Records for this exercise: Begin
//! # Mega XP Storage Core Library
//!
//! Engine-agnostic core of the Mega XP Storage item: a portable container
//! that stores a player's experience levels.
//!
//! - **Ledger**: the container's stored levels, an `i64` kept in attached
//!   item data, absent when zero
//! - **Transfer**: deposit/withdraw amounts, capped so the player's
//!   32-bit level counter never overflows
//! - **Capture**: redirects levels a player gains into a held container
//!   enchanted with the marker
//! - **Recipes**: creation (reagent ×64 in a ring of books ×64) and
//!   marker upgrade (container in a ring of marker books)
//!
//! The host engine is reached only through the traits in [`host`]; all
//! operations are O(1) or bounded by inventory size and run on the host's
//! authoritative thread.

#![deny(clippy::unwrap_used)]
#![deny(missing_docs)]
#![warn(clippy::pedantic)]
#![allow(clippy::module_name_repetitions)]

pub mod capture;
pub mod config;
pub mod context;
pub mod error;
pub mod host;
pub mod item;
pub mod ledger;
pub mod memory;
pub mod recipe;
pub mod transfer;
pub mod types;

pub use capture::{AutoCapture, CaptureOutcome};
pub use config::MegaXpConfig;
pub use context::ModContext;
pub use error::MegaXpError;
pub use recipe::{CreateRecipe, SpecialRecipe, UpgradeRecipe};
pub use types::*;
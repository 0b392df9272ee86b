//! Core type definitions for Mega XP Storage.
//!
//! Identifiers follow the host's `namespace:path` convention. Everything the
//! core needs to know about items and enchantments is carried by these small
//! value types; the host resolves them to its own registry entries.

use serde::{Deserialize, Serialize};
use std::fmt;
use std::str::FromStr;

use crate::error::MegaXpError;

// ---------------------------------------------------------------------------
// Well-known names
// ---------------------------------------------------------------------------

/// Mod identifier, used as the namespace of everything this crate registers.
pub const MOD_ID: &str = "mega-xp-storage";

/// Namespace assumed when an identifier is written without one.
pub const DEFAULT_NAMESPACE: &str = "minecraft";

/// Registry path of the container item.
pub const CONTAINER_PATH: &str = "mega_xp_storage";

/// Serializer path of the creation recipe.
pub const CREATE_SERIALIZER_PATH: &str = "crafting_special_mega_xp_storage";

/// Serializer path of the marker upgrade recipe.
pub const UPGRADE_SERIALIZER_PATH: &str = "crafting_special_mega_xp_storage_mending";

/// Key of the stored-levels field in a container's attached data.
pub const STORED_LEVELS_KEY: &str = "StoredLevels";

/// Ceiling of the host's player level counter.
pub const MAX_PLAYER_LEVEL: i32 = i32::MAX;

/// Number of slots in a player's main inventory.
pub const PLAYER_INVENTORY_SLOTS: usize = 36;

/// Number of hotbar slots at the front of the main inventory.
pub const HOTBAR_SLOTS: usize = 9;

// ---------------------------------------------------------------------------
// Identity Types
// ---------------------------------------------------------------------------

/// A namespaced registry identifier, e.g. `minecraft:book`.
#[derive(Debug, Clone, PartialEq, Eq, Hash, PartialOrd, Ord, Serialize, Deserialize)]
#[serde(try_from = "String", into = "String")]
pub struct Identifier {
    namespace: String,
    path: String,
}

impl Identifier {
    /// Build an identifier from its two parts.
    ///
    /// # Errors
    /// Returns [`MegaXpError::InvalidIdentifier`] if either part contains
    /// characters the host does not accept.
    pub fn new(namespace: &str, path: &str) -> Result<Self, MegaXpError> {
        if namespace.is_empty()
            || path.is_empty()
            || !namespace.chars().all(is_namespace_char)
            || !path.chars().all(is_path_char)
        {
            return Err(MegaXpError::InvalidIdentifier(format!("{namespace}:{path}")));
        }
        Ok(Self {
            namespace: namespace.to_string(),
            path: path.to_string(),
        })
    }

    /// Parse `namespace:path`, defaulting the namespace to `minecraft`.
    ///
    /// # Errors
    /// Returns [`MegaXpError::InvalidIdentifier`] on malformed input.
    pub fn parse(raw: &str) -> Result<Self, MegaXpError> {
        match raw.split_once(':') {
            Some((namespace, path)) => Self::new(namespace, path),
            None => Self::new(DEFAULT_NAMESPACE, raw),
        }
    }

    /// An identifier in this mod's namespace.
    ///
    /// # Errors
    /// Returns [`MegaXpError::InvalidIdentifier`] if `path` is malformed.
    pub fn of_mod(path: &str) -> Result<Self, MegaXpError> {
        Self::new(MOD_ID, path)
    }

    /// An identifier in the default namespace. Callers pass literals only.
    pub(crate) fn vanilla(path: &str) -> Self {
        Self {
            namespace: DEFAULT_NAMESPACE.to_string(),
            path: path.to_string(),
        }
    }

    /// The namespace half.
    #[must_use]
    pub fn namespace(&self) -> &str {
        &self.namespace
    }

    /// The path half.
    #[must_use]
    pub fn path(&self) -> &str {
        &self.path
    }
}

fn is_namespace_char(c: char) -> bool {
    matches!(c, 'a'..='z' | '0'..='9' | '_' | '-' | '.')
}

fn is_path_char(c: char) -> bool {
    is_namespace_char(c) || c == '/'
}

impl fmt::Display for Identifier {
    fn fmt(&self, f: &mut fmt::Formatter<'_>) -> fmt::Result {
        write!(f, "{}:{}", self.namespace, self.path)
    }
}

impl FromStr for Identifier {
    type Err = MegaXpError;

    fn from_str(s: &str) -> Result<Self, Self::Err> {
        Self::parse(s)
    }
}

impl TryFrom<String> for Identifier {
    type Error = MegaXpError;

    fn try_from(value: String) -> Result<Self, Self::Error> {
        Self::parse(&value)
    }
}

impl From<Identifier> for String {
    fn from(value: Identifier) -> Self {
        value.to_string()
    }
}

/// The kind of an item (its registry identity), independent of any stack.
#[derive(Debug, Clone, PartialEq, Eq, Hash, Serialize, Deserialize)]
#[serde(transparent)]
pub struct ItemKind(pub Identifier);

impl ItemKind {
    /// Parse an item kind from `namespace:path`.
    ///
    /// # Errors
    /// Returns [`MegaXpError::InvalidIdentifier`] on malformed input.
    pub fn parse(raw: &str) -> Result<Self, MegaXpError> {
        Identifier::parse(raw).map(Self)
    }

    /// The container item registered by this mod.
    #[must_use]
    pub fn container() -> Self {
        Self(Identifier {
            namespace: MOD_ID.to_string(),
            path: CONTAINER_PATH.to_string(),
        })
    }

    /// The "nothing here" item the host uses for empty slots.
    #[must_use]
    pub fn air() -> Self {
        Self(Identifier::vanilla("air"))
    }
}

impl fmt::Display for ItemKind {
    fn fmt(&self, f: &mut fmt::Formatter<'_>) -> fmt::Result {
        self.0.fmt(f)
    }
}

/// A well-known enchantment name, as written in configuration.
#[derive(Debug, Clone, PartialEq, Eq, Hash, Serialize, Deserialize)]
#[serde(transparent)]
pub struct EnchantmentId(pub Identifier);

impl EnchantmentId {
    /// Parse an enchantment identifier from `namespace:path`.
    ///
    /// # Errors
    /// Returns [`MegaXpError::InvalidIdentifier`] on malformed input.
    pub fn parse(raw: &str) -> Result<Self, MegaXpError> {
        Identifier::parse(raw).map(Self)
    }
}

impl fmt::Display for EnchantmentId {
    fn fmt(&self, f: &mut fmt::Formatter<'_>) -> fmt::Result {
        self.0.fmt(f)
    }
}

/// Comparable handle to a resolved enchantment registry entry.
///
/// Only obtainable through [`crate::host::EnchantmentRegistry`], so holding
/// one means the lookup already succeeded.
#[derive(Debug, Clone, Copy, PartialEq, Eq, Hash, PartialOrd, Ord)]
pub struct EnchantmentHandle(pub u32);

// ---------------------------------------------------------------------------
// Execution context
// ---------------------------------------------------------------------------

/// Which half of the client/server split a callback is running on.
#[derive(Debug, Clone, Copy, PartialEq, Eq, Hash)]
pub enum Side {
    /// Presentation-only context; state changes here are discarded.
    Client,
    /// Authoritative simulation.
    Server,
}

impl Side {
    /// Whether state changes made here are authoritative.
    #[must_use]
    pub fn is_authoritative(self) -> bool {
        matches!(self, Self::Server)
    }
}

/// Outcome of an item interaction as reported back to the host.
#[derive(Debug, Clone, Copy, PartialEq, Eq, Hash)]
pub enum ActionResult {
    /// The interaction did something (or will, on the authoritative side).
    Success,
    /// Nothing to do; the host may try other handlers.
    Pass,
}

// ---------------------------------------------------------------------------
// Tests
// ---------------------------------------------------------------------------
Records for this exercise: End
From the entries above, return exactly the line containing "defaulting the namespace", the line containing "fn is_path_char(c: char)", and all lines between, and nothing else.

    /// Parse `namespace:path`, defaulting the namespace to `minecraft`.
    ///
    /// # Errors
    /// Returns [`MegaXpError::InvalidIdentifier`] on malformed input.
    pub fn parse(raw: &str) -> Result<Self, MegaXpError> {
        match raw.split_once(':') {
            Some((namespace, path)) => Self::new(namespace, path),
            None => Self::new(DEFAULT_NAMESPACE, raw),
        }
    }

    /// An identifier in this mod's namespace.
    ///
    /// # Errors
    /// Returns [`MegaXpError::InvalidIdentifier`] if `path` is malformed.
    pub fn of_mod(path: &str) -> Result<Self, MegaXpError> {
        Self::new(MOD_ID, path)
    }

    /// An identifier in the default namespace. Callers pass literals only.
    pub(crate) fn vanilla(path: &str) -> Self {
        Self {
            namespace: DEFAULT_NAMESPACE.to_string(),
            path: path.to_string(),
        }
    }

    /// The namespace half.
    #[must_use]
    pub fn namespace(&self) -> &str {
        &self.namespace
    }

    /// The path half.
    #[must_use]
    pub fn path(&self) -> &str {
        &self.path
    }
}

fn is_namespace_char(c: char) -> bool {
    matches!(c, 'a'..='z' | '0'..='9' | '_' | '-' | '.')
}

fn is_path_char(c: char) -> bool {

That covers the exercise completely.